На фресках Акротири широко представлены «африканские» мотивы: весьма «реалистичные» изображения обезьян, африканских антилоп, головы явного негроида, папируса, кошачьих хищников (львицы и гепарда?) на заднем плане фрески из «западного дома». И на сосудах, и на фресках представлены изображения ласточек. Четыре из пяти видов этой птицы, гнездящихся в Европе, зимуют в Африке, так что ласточки как бы связывали жителей Акротири с Ливией, т. е., если доверять отождествлению Феры с землей феаков, — с их «прародиной». Своеобразный и уникальный «культ ласточек» объясняется тем, что каждую весну они приносили акротириотам привет из «прародины».
О происхождении острова Фера рассказывается у Аполлония: один из аргонавтов — Евфим — бросил в море комок земли, данный ему в Ливии богом Тритоном; комок разросся и превратился в остров Каллисту («Прекраснейшая»), позднее названный Ферой, по имени одного из потомков Евфима (Ap. Rhod. IV. 1755–58, 1762–64), выведшего колонию на Каллисту не позднее рубежа IX–VIII вв. до н. э. В VII в. до н. э. ферийцы, по приказанию Пифии, действительно основали город Кирену на побережье Ливии. Уже Пиндар (V в. до н. э.) подробно излагает этот же миф, и, более того, у него определенно указывается, что не только комок земли был получен аргонавтами в Ливии, но что, в свою очередь, и город Фера на возникшем из него острове станет «матерью больших городов» в Ливии (Pi. Pyth. IV, 13–56). Разница лишь в том, что ком земли, из которого возникла Фера, по Пиндару, не был брошен, а преждевременно упал в воду (Pi. Pyth. IV. 34–40). То, что Фера ранее называлась Каллистой, знает как Пиндар (Pyth. IV. 258), так и Геродот (Herod. IV, 147).
Таким образом, и легенда феаков, и мотивы искусства Акротири, и легенды о возникновении Феры и ее реальная история — все говорит об особой связи с Африкой и в пользу тождества Схерии феаков с Каллистой (Ферой) времен существования Акротири.
Не вдаваясь в детали, отметим главное впечатление Одиссея от пребывания в городе феаков, поразительно совпадающее с выводом Ю. В. Андреева (лучшего российского исследователя проблематики Акротири) из проанализированных им особенностей социальной жизни, быта и искусства «акротириотов» (Андреев 2002: 179–192; 203–204).
Одиссей: «Я же скажу, что великая нашему сердцу утеха видеть, как целой страной обладает веселье; как всюду сладко пируют в домах, песнопевцам внимая» (Od. X, 5–7). Ничего подобного Одиссей не говорит ни об одном из посещенных им мест.

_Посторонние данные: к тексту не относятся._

use std::str::FromStr;

use sqlx::sqlite::{SqliteConnectOptions, SqlitePoolOptions};
use sqlx::SqlitePool;

pub async fn init_db(database_url: &str) -> SqlitePool {
    let options = SqliteConnectOptions::from_str(database_url)
        .expect("Invalid DATABASE_URL")
        .create_if_missing(true)
        .foreign_keys(true);

    SqlitePoolOptions::new()
        .connect_with(options)
        .await
        .expect("Failed to connect to database")
}

const SCHEMA: &[&str] = &[
    "CREATE TABLE IF NOT EXISTS contacts (
        id INTEGER PRIMARY KEY AUTOINCREMENT,
        name TEXT NOT NULL,
        email TEXT NOT NULL,
        phone TEXT,
        company TEXT,
        subject TEXT,
        message TEXT NOT NULL,
        timestamp DATETIME DEFAULT CURRENT_TIMESTAMP
    )",
    "CREATE TABLE IF NOT EXISTS team (
        id INTEGER PRIMARY KEY AUTOINCREMENT,
        name TEXT NOT NULL,
        title TEXT NOT NULL,
        bio TEXT,
        photo_url TEXT
    )",
    "CREATE TABLE IF NOT EXISTS careers (
        id INTEGER PRIMARY KEY AUTOINCREMENT,
        title TEXT NOT NULL,
        description TEXT NOT NULL,
        experience_required INTEGER DEFAULT 0,
        location TEXT NOT NULL
    )",
    "CREATE TABLE IF NOT EXISTS resources (
        id INTEGER PRIMARY KEY AUTOINCREMENT,
        title TEXT NOT NULL,
        type TEXT NOT NULL,
        content TEXT NOT NULL,
        file_path TEXT
    )",
    "CREATE TABLE IF NOT EXISTS products (
        id INTEGER PRIMARY KEY AUTOINCREMENT,
        name TEXT NOT NULL,
        description TEXT NOT NULL,
        logo_url TEXT
    )",
    "CREATE TABLE IF NOT EXISTS employees (
        id INTEGER PRIMARY KEY AUTOINCREMENT,
        full_name TEXT NOT NULL,
        username TEXT NOT NULL UNIQUE,
        password_hash TEXT NOT NULL,
        designation TEXT,
        profile_picture_url TEXT,
        email TEXT UNIQUE,
        phone TEXT
    )",
    "CREATE TABLE IF NOT EXISTS company_handbook (
        id INTEGER PRIMARY KEY AUTOINCREMENT,
        file_name TEXT NOT NULL,
        file_path TEXT NOT NULL UNIQUE,
        uploaded_at DATETIME DEFAULT CURRENT_TIMESTAMP
    )",
    "CREATE TABLE IF NOT EXISTS tasks (
        id INTEGER PRIMARY KEY AUTOINCREMENT,
        assigned_to_employee_id INTEGER NOT NULL,
        title TEXT NOT NULL,
        description TEXT,
        due_date DATE,
        status TEXT NOT NULL DEFAULT 'Pending',
        created_at DATETIME DEFAULT CURRENT_TIMESTAMP,
        updated_at DATETIME DEFAULT CURRENT_TIMESTAMP,
        FOREIGN KEY (assigned_to_employee_id) REFERENCES employees (id) ON DELETE CASCADE
    )",
    "CREATE TABLE IF NOT EXISTS leave_requests (
        id INTEGER PRIMARY KEY AUTOINCREMENT,
        employee_id INTEGER NOT NULL,
        start_date DATE NOT NULL,
        end_date DATE NOT NULL,
        reason TEXT NOT NULL,
        status TEXT NOT NULL DEFAULT 'Pending',
        requested_at DATETIME DEFAULT CURRENT_TIMESTAMP,
        FOREIGN KEY (employee_id) REFERENCES employees (id) ON DELETE CASCADE
    )",
    "CREATE TABLE IF NOT EXISTS attendance (
        id INTEGER PRIMARY KEY AUTOINCREMENT,
        employee_id INTEGER NOT NULL,
        punch_in_time DATETIME,
        punch_out_time DATETIME,
        date DATE NOT NULL,
        UNIQUE (employee_id, date),
        FOREIGN KEY (employee_id) REFERENCES employees (id) ON DELETE CASCADE
    )",
    "CREATE TABLE IF NOT EXISTS employee_documents (
        id INTEGER PRIMARY KEY AUTOINCREMENT,
        employee_id INTEGER NOT NULL,
        document_type TEXT NOT NULL,
        file_name TEXT NOT NULL,
        file_path TEXT NOT NULL UNIQUE,
        uploaded_at DATETIME DEFAULT CURRENT_TIMESTAMP,
        FOREIGN KEY (employee_id) REFERENCES employees (id) ON DELETE CASCADE
    )",
    "CREATE TABLE IF NOT EXISTS education_history (
        id INTEGER PRIMARY KEY AUTOINCREMENT,
        employee_id INTEGER NOT NULL,
        institution_name TEXT NOT NULL,
        degree TEXT NOT NULL,
        year_of_completion INTEGER,
        details TEXT,
        FOREIGN KEY (employee_id) REFERENCES employees (id) ON DELETE CASCADE
    )",
];

pub async fn create_schema(pool: &SqlitePool) -> Result<(), sqlx::Error> {
    for ddl in SCHEMA {
        sqlx::query(ddl).execute(pool).await?;
    }
    Ok(())
}

const TEAM_SEED: &[(&str, &str, &str)] = &[
    (
        "John Smith",
        "CEO & Founder",
        "Cybersecurity expert with 15+ years experience",
    ),
    (
        "Sarah Johnson",
        "CTO",
        "Former NSA analyst specializing in threat intelligence",
    ),
    (
        "Mike Chen",
        "Lead Security Engineer",
        "Penetration testing and red team operations specialist",
    ),
];

const CAREERS_SEED: &[(&str, &str, i64, &str)] = &[
    (
        "Senior Cybersecurity Analyst",
        "Join our threat intelligence team to analyze and respond to advanced persistent threats.",
        5,
        "Remote",
    ),
    (
        "Penetration Tester",
        "Conduct security assessments and vulnerability testing for enterprise clients.",
        3,
        "Hybrid",
    ),
    (
        "SOC Engineer",
        "Monitor security events and respond to incidents in our 24/7 Security Operations Center.",
        2,
        "Office",
    ),
];

const RESOURCES_SEED: &[(&str, &str, &str)] = &[
    (
        "Understanding MITRE ATT&CK Framework",
        "Blog",
        "Comprehensive guide to implementing MITRE ATT&CK in your security operations.",
    ),
    (
        "2024 Threat Landscape Report",
        "Case Study",
        "Analysis of emerging threats and attack vectors observed in the past year.",
    ),
    (
        "Zero Trust Architecture Implementation",
        "Technical Aspect",
        "Technical whitepaper on implementing zero trust security models.",
    ),
];

const PRODUCTS_SEED: &[(&str, &str)] = &[
    (
        "ThreatScope Pro",
        "Advanced threat intelligence platform with real-time monitoring and analysis.",
    ),
    (
        "SecureShield Enterprise",
        "Comprehensive endpoint protection and response solution.",
    ),
    (
        "CyberWatch 24/7",
        "Managed security operations center services with expert monitoring.",
    ),
];

async fn table_is_empty(pool: &SqlitePool, table: &str) -> Result<bool, sqlx::Error> {
    let count: i64 = sqlx::query_scalar(&format!("SELECT COUNT(*) FROM {}", table))
        .fetch_one(pool)
        .await?;
    Ok(count == 0)
}

/// Inserts the demo site content, but only into tables that are still empty
/// so restarts never duplicate or clobber operator edits.
pub async fn seed_demo_data(pool: &SqlitePool) -> Result<(), sqlx::Error> {
    if table_is_empty(pool, "team").await? {
        for (name, title, bio) in TEAM_SEED {
            sqlx::query("INSERT INTO team (name, title, bio, photo_url) VALUES (?, ?, ?, ?)")
                .bind(name)
                .bind(title)
                .bind(bio)
                .bind("")
                .execute(pool)
                .await?;
        }
        tracing::info!("Seeded team table");
    }

    if table_is_empty(pool, "careers").await? {
        for (title, description, experience, location) in CAREERS_SEED {
            sqlx::query(
                "INSERT INTO careers (title, description, experience_required, location) \
                 VALUES (?, ?, ?, ?)",
            )
            .bind(title)
            .bind(description)
            .bind(experience)
            .bind(location)
            .execute(pool)
            .await?;
        }
        tracing::info!("Seeded careers table");
    }

    if table_is_empty(pool, "resources").await? {
        for (title, resource_type, content) in RESOURCES_SEED {
            sqlx::query("INSERT INTO resources (title, type, content) VALUES (?, ?, ?)")
                .bind(title)
                .bind(resource_type)
                .bind(content)
                .execute(pool)
                .await?;
        }
        tracing::info!("Seeded resources table");
    }

    if table_is_empty(pool, "products").await? {
        for (name, description) in PRODUCTS_SEED {
            sqlx::query("INSERT INTO products (name, description, logo_url) VALUES (?, ?, ?)")
                .bind(name)
                .bind(description)
                .bind("")
                .execute(pool)
                .await?;
        }
        tracing::info!("Seeded products table");
    }

    Ok(())
}

#[cfg(test)]
mod tests {
    use super::*;
    use crate::test_utils::setup_test_db;

    #[actix_web::test]
    async fn seeding_is_idempotent() {
        let pool = setup_test_db().await;
        seed_demo_data(&pool).await.unwrap();
        seed_demo_data(&pool).await.unwrap();

        let teams: i64 = sqlx::query_scalar("SELECT COUNT(*) FROM team")
            .fetch_one(&pool)
            .await
            .unwrap();
        assert_eq!(teams, 3);
    }

    #[actix_web::test]
    async fn seed_respects_existing_rows() {
        let pool = setup_test_db().await;
        sqlx::query("INSERT INTO team (name, title) VALUES ('Existing', 'Analyst')")
            .execute(&pool)
            .await
            .unwrap();

        seed_demo_data(&pool).await.unwrap();

        let teams: i64 = sqlx::query_scalar("SELECT COUNT(*) FROM team")
            .fetch_one(&pool)
            .await
            .unwrap();
        assert_eq!(teams, 1);
    }

    #[actix_web::test]
    async fn cascade_deletes_follow_employee() {
        let pool = setup_test_db().await;
        sqlx::query(
            "INSERT INTO employees (full_name, username, password_hash) VALUES ('A', 'a', 'h')",
        )
        .execute(&pool)
        .await
        .unwrap();
        sqlx::query(
            "INSERT INTO education_history (employee_id, institution_name, degree) \
             VALUES (1, 'MIT', 'BSc')",
        )
        .execute(&pool)
        .await
        .unwrap();

        sqlx::query("DELETE FROM employees WHERE id = 1")
            .execute(&pool)
            .await
            .unwrap();

        let rows: i64 = sqlx::query_scalar("SELECT COUNT(*) FROM education_history")
            .fetch_one(&pool)
            .await
            .unwrap();
        assert_eq!(rows, 0);
    }
}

Ю. В. Андреев: «Все эти детали быта акротириотов создают впечатление почти из ряда вон выходящего благополучия и процветания. В чисто бытовом, да, вероятно, также и в имущественном плане <…> не было сколько-нибудь резкого разрыва между обитателями „патрицианских особняков“ и „простонародьем“» (Андреев 2002: 184). Свидетельство Ю. В. Андреева, знатока культуры Минойского Крита, Микенской Греции и Киклад об «из ряда вон выходящем благополучии и процветании» акротириотов стоит многого.
Действительно, город феаков и Акротири на фреске объединяет и наличие широкой корабельной гавани и городской стены (и это не «общее место»: у города в «пункте отбытия» флота, изображенного на фреске, нет ни того ни другого; в «Одиссее» также, кроме Схерии, подобное почти нигде не отмечено), огромная роль флота, сцены встречи всем народом прибывающих кораблей, отсутствие резкой социальной расчлененности, высокое общественно-обрядовое положение и даже обожествление женщин, культ повелителя моря (Посейдона), небывалая развитость искусства, спорта (особенно кулачного боя), ткачества и т. д. Все это — темы для отдельных исследований, продолжающих исследования Сп. Маринатоса, Н. Маринатос, С. Думаса, Ю. В. Андреева и других. Миф о счастливой земле мореплавателей феаков оказывается глубоко укорененным в реальности.
Коснусь лишь искусства. «Поражает техническое и художественное совершенство санторинских фресок. В большинстве своем они ничуть не уступают лучшим образцам минойской настенной живописи, открытым на Крите <…>, а в некоторых случаях <…> даже и превосходят их» (Андреев 2002: 183–184). Фрески — это вершина искусства Акротири. Такой же вершиной в искусстве музыки и эпической поэзии у феаков является образ слепого аэда Демодока. Уже многократно отмечалось сходство этой эпической фигуры с образом самого Гомера, каким он представлялся в эллинской традиции.